## Work to be completed:
Restate the whole of the data verbatim, omitting nothing.

════════════════════

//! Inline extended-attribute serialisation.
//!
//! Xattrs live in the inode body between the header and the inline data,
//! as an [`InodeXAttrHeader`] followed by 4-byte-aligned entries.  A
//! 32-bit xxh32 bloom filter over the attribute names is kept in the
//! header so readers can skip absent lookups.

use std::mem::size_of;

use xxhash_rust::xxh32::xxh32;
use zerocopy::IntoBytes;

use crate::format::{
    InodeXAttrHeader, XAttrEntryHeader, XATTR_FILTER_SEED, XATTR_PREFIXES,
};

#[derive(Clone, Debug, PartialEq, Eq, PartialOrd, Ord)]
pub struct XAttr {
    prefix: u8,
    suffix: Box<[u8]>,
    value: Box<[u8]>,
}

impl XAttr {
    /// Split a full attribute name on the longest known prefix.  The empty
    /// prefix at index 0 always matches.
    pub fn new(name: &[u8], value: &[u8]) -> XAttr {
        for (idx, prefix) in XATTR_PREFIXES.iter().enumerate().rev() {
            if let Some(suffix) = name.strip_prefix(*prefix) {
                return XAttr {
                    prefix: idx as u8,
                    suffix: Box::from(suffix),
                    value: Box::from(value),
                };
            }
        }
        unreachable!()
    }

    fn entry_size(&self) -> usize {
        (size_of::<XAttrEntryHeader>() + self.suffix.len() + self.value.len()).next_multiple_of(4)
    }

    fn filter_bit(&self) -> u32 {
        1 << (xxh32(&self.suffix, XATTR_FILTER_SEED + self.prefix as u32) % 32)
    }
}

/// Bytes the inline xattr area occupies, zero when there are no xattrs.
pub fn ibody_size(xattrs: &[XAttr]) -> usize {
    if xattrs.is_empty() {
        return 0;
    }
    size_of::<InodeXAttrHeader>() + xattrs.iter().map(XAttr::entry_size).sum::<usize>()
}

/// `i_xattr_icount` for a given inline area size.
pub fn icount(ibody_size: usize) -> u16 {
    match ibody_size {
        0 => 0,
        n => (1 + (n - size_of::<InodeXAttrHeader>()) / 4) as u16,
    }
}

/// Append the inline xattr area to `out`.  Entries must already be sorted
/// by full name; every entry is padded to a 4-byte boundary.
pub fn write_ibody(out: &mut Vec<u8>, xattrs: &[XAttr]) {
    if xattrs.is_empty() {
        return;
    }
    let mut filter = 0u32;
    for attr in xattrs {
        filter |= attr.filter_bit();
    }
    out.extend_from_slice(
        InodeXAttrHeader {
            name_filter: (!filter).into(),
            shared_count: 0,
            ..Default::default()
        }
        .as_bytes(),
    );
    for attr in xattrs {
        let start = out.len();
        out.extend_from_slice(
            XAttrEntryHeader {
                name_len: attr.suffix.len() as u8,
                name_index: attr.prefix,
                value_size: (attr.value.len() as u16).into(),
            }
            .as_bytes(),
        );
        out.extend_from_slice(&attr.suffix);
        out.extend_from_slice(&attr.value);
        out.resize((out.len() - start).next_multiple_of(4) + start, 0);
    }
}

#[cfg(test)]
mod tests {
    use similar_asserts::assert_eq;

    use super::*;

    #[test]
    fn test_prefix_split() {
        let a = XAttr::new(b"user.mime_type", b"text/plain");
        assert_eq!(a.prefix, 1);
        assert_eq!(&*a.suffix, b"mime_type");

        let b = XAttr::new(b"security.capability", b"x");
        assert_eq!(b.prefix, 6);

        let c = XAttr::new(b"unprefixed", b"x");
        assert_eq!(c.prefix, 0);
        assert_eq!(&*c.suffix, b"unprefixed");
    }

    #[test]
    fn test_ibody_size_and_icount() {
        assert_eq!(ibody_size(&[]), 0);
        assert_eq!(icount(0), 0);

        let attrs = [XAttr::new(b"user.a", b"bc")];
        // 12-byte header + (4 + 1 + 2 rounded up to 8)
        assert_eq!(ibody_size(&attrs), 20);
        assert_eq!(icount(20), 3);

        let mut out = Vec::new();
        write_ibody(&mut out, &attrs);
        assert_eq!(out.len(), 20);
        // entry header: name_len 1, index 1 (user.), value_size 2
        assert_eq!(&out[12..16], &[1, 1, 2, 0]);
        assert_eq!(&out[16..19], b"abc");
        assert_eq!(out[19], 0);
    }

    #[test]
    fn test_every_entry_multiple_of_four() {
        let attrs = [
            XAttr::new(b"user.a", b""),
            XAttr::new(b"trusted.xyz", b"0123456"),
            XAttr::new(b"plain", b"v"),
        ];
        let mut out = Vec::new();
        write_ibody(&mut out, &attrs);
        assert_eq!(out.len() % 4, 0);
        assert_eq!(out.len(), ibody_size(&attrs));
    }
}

════════════════════

## Exercise output:
//! Inline extended-attribute serialisation.
//!
//! Xattrs live in the inode body between the header and the inline data,
//! as an [`InodeXAttrHeader`] followed by 4-byte-aligned entries.  A
//! 32-bit xxh32 bloom filter over the attribute names is kept in the
//! header so readers can skip absent lookups.

use std::mem::size_of;

use xxhash_rust::xxh32::xxh32;
use zerocopy::IntoBytes;

use crate::format::{
    InodeXAttrHeader, XAttrEntryHeader, XATTR_FILTER_SEED, XATTR_PREFIXES,
};

#[derive(Clone, Debug, PartialEq, Eq, PartialOrd, Ord)]
pub struct XAttr {
    prefix: u8,
    suffix: Box<[u8]>,
    value: Box<[u8]>,
}

impl XAttr {
    /// Split a full attribute name on the longest known prefix.  The empty
    /// prefix at index 0 always matches.
    pub fn new(name: &[u8], value: &[u8]) -> XAttr {
        for (idx, prefix) in XATTR_PREFIXES.iter().enumerate().rev() {
            if let Some(suffix) = name.strip_prefix(*prefix) {
                return XAttr {
                    prefix: idx as u8,
                    suffix: Box::from(suffix),
                    value: Box::from(value),
                };
            }
        }
        unreachable!()
    }

    fn entry_size(&self) -> usize {
        (size_of::<XAttrEntryHeader>() + self.suffix.len() + self.value.len()).next_multiple_of(4)
    }

    fn filter_bit(&self) -> u32 {
        1 << (xxh32(&self.suffix, XATTR_FILTER_SEED + self.prefix as u32) % 32)
    }
}

/// Bytes the inline xattr area occupies, zero when there are no xattrs.
pub fn ibody_size(xattrs: &[XAttr]) -> usize {
    if xattrs.is_empty() {
        return 0;
    }
    size_of::<InodeXAttrHeader>() + xattrs.iter().map(XAttr::entry_size).sum::<usize>()
}

/// `i_xattr_icount` for a given inline area size.
pub fn icount(ibody_size: usize) -> u16 {
    match ibody_size {
        0 => 0,
        n => (1 + (n - size_of::<InodeXAttrHeader>()) / 4) as u16,
    }
}

/// Append the inline xattr area to `out`.  Entries must already be sorted
/// by full name; every entry is padded to a 4-byte boundary.
pub fn write_ibody(out: &mut Vec<u8>, xattrs: &[XAttr]) {
    if xattrs.is_empty() {
        return;
    }
    let mut filter = 0u32;
    for attr in xattrs {
        filter |= attr.filter_bit();
    }
    out.extend_from_slice(
        InodeXAttrHeader {
            name_filter: (!filter).into(),
            shared_count: 0,
            ..Default::default()
        }
        .as_bytes(),
    );
    for attr in xattrs {
        let start = out.len();
        out.extend_from_slice(
            XAttrEntryHeader {
                name_len: attr.suffix.len() as u8,
                name_index: attr.prefix,
                value_size: (attr.value.len() as u16).into(),
            }
            .as_bytes(),
        );
        out.extend_from_slice(&attr.suffix);
        out.extend_from_slice(&attr.value);
        out.resize((out.len() - start).next_multiple_of(4) + start, 0);
    }
}

#[cfg(test)]
mod tests {
    use similar_asserts::assert_eq;

    use super::*;

    #[test]
    fn test_prefix_split() {
        let a = XAttr::new(b"user.mime_type", b"text/plain");
        assert_eq!(a.prefix, 1);
        assert_eq!(&*a.suffix, b"mime_type");

        let b = XAttr::new(b"security.capability", b"x");
        assert_eq!(b.prefix, 6);

        let c = XAttr::new(b"unprefixed", b"x");
        assert_eq!(c.prefix, 0);
        assert_eq!(&*c.suffix, b"unprefixed");
    }

    #[test]
    fn test_ibody_size_and_icount() {
        assert_eq!(ibody_size(&[]), 0);
        assert_eq!(icount(0), 0);

        let attrs = [XAttr::new(b"user.a", b"bc")];
        // 12-byte header + (4 + 1 + 2 rounded up to 8)
        assert_eq!(ibody_size(&attrs), 20);
        assert_eq!(icount(20), 3);

        let mut out = Vec::new();
        write_ibody(&mut out, &attrs);
        assert_eq!(out.len(), 20);
        // entry header: name_len 1, index 1 (user.), value_size 2
        assert_eq!(&out[12..16], &[1, 1, 2, 0]);
        assert_eq!(&out[16..19], b"abc");
        assert_eq!(out[19], 0);
    }

    #[test]
    fn test_every_entry_multiple_of_four() {
        let attrs = [
            XAttr::new(b"user.a", b""),
            XAttr::new(b"trusted.xyz", b"0123456"),
            XAttr::new(b"plain", b"v"),
        ];
        let mut out = Vec::new();
        write_ibody(&mut out, &attrs);
        assert_eq!(out.len() % 4, 0);
        assert_eq!(out.len(), ibody_size(&attrs));
    }
}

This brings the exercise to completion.